In Nepal, one in five women in prison had been jailed for having an abortion. Until 2002, abortion was illegal in every circumstance. Nepal’s government has been taking action to release those women.

Melissa Upreti, legal adviser for the Center for Reproductive Rights' Asian Program, recently declared Nepal’s brutal abortion law is now history, but the fate of those women imprisoned for abortion is unclear. Upreti added, Women’s equality under the law requires the government to take action and end this great injustice of imprisoning women for [undergoing] abortion.

Also in March 2002, the Center for Reproductive Rights and the Forum for Women, Law and Development of Nepal released a report Abortion in Nepal: Women Imprisoned, documenting the human rights abuses resulting from Nepal’s draconian anti-abortion law. The report featured stories of some of the women in prison, many of whom are serving life sentences imposed without any opportunity to obtain lawyers to defend themselves in court.

Recently, the Family Planning Association of Nepal has had to make the difficult decision to refuse USAID family planning funds because of the restrictions it places on them by the Bush administration. This will lead to the loss of nearly $250,000 of U.S. funds and seriously undermine the continued operation of three reproductive health clinics in some of the country's most densely populated areas. It brings to an end a continuous relationship with US AID that lasted for over 26 years.

Dr. Nirmal K. Bista, director general of the Family Planning Association (FPAN) of Nepal said, "If we were to accept the restricted U.S. funds I would be prevented from speaking in my own country to my own government about a health care crisis I know first hand. Bista added, The ministry's advocacy plan decriminalizing abortion calls for the formation of a network of non-governmental organizations. Yet the U.S. government would disqualify us from participating in this public awareness and lobbying campaign or give up badly needed funding for family planning and other reproductive health services. My own government wants FPAN to help decriminalize abortion and make it safer but the U.S. government says no. Advocate to save women's lives and you lose your U.S. funds. "

Holding USAID Hostage

In the February issue of The Nation, Jennifer Block, in her article, Christian Soldiers on the March, writes that threats had been made by the U.S. to withhold their piece of USAID funding to Nepal and other individual countries if they didn't vote along with the U.S. delegation against abortion and in support of Bush's gag rule. They were trying to push some governments around pretty hard," said one United Nations official.

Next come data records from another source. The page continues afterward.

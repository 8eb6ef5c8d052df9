//! App state - pure data structure with no I/O logic

use uuid::Uuid;

use crate::app::draft::RequestDraft;
use crate::app::field::FieldInput;
use crate::messages::ui_events::{Focus, View};
use crate::messages::RenderState;
use crate::models::{History, ResponseRecord};

/// Main session state - pure data, no I/O
#[derive(Debug, Default)]
pub struct AppState {
    // Navigation
    pub view: View,
    pub focus: Focus,
    /// Position in `HttpMethod::ALL`, clamped at both ends
    pub method_cursor: usize,

    // Request composition
    pub draft: RequestDraft,
    pub header_key: FieldInput,
    pub header_value: FieldInput,

    // Exchange. `pending` is set exactly while one exchange is in flight.
    pub pending: Option<Uuid>,
    pub response: Option<ResponseRecord>,
    pub error: Option<String>,
    pub response_scroll: u16,

    // History
    pub history: History,
    pub history_selected: usize,

    /// Last reported terminal size (width, height); stored, not interpreted
    pub viewport: (u16, u16),
}

impl AppState {
    pub fn new() -> Self {
        Self::default()
    }

    /// Start from a pre-filled draft (command-line seeding)
    pub fn with_draft(draft: RequestDraft) -> Self {
        let method_cursor = draft.method.map(|m| m.index()).unwrap_or(0);
        AppState {
            draft,
            method_cursor,
            ..Self::default()
        }
    }

    pub fn in_flight(&self) -> bool {
        self.pending.is_some()
    }

    /// The field that currently owns text input; the method selector has none
    pub fn focused_field_mut(&mut self) -> Option<&mut FieldInput> {
        match self.focus {
            Focus::Method => None,
            Focus::Url => Some(&mut self.draft.url),
            Focus::Body => Some(&mut self.draft.body),
            Focus::HeaderKey => Some(&mut self.header_key),
            Focus::HeaderValue => Some(&mut self.header_value),
        }
    }

    /// Convert state to RenderState for UI
    pub fn to_render_state(&self) -> RenderState {
        RenderState {
            view: self.view,
            focus: self.focus,
            method: self.draft.method,
            method_cursor: self.method_cursor,
            url: self.draft.url.clone(),
            body: self.draft.body.clone(),
            header_key: self.header_key.clone(),
            header_value: self.header_value.clone(),
            headers: self.draft.headers.clone(),
            params: self.draft.params.clone(),
            in_flight: self.in_flight(),
            response: self.response.clone(),
            error: self.error.clone(),
            response_scroll: self.response_scroll,
            history: self.history.snapshot(),
            history_selected: self.history_selected,
        }
    }
}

At the UN Special Session on Children in New York City, the U.S. delegation led by Bush's Secretary of Health and Human Services Tommy Thompson formed an unholy alliance with Iran, Syria, Libya, Sudan and Iraq in the midst of Bush's with us or against us declaration of war on Islamic fundamentalists. Together, with the Vatican, they fought to purge the world of comprehensive sex education for adolescents, restrict STD-prevention and contraceptive information to heterosexual married couples, and redefine "reproductive health services" by excluding legal abortion.

Françoise Girard of the International Women's Health Coalition said, This is the fringe who've taken over U.S. policy on sexual and reproductive health. Girard added, "Some people asked me, ‘Do you think they're doing this because they want to save our souls?’

The numbers of women and girls dying from AIDs will continue to climb in Nepal and in most other Third World countries because of Bush administration policies. Each day, at least six women die in Nepal from unsafe abortions performed by unskilled providers. But Bush's gag rule for mainstream health care workers and withholding of urgently needed U.S. funds from the anti-AIDs campaign guarantee that these death sentences for women along with the maternal mortality figures will continue to rise in Nepal and other Third World countries.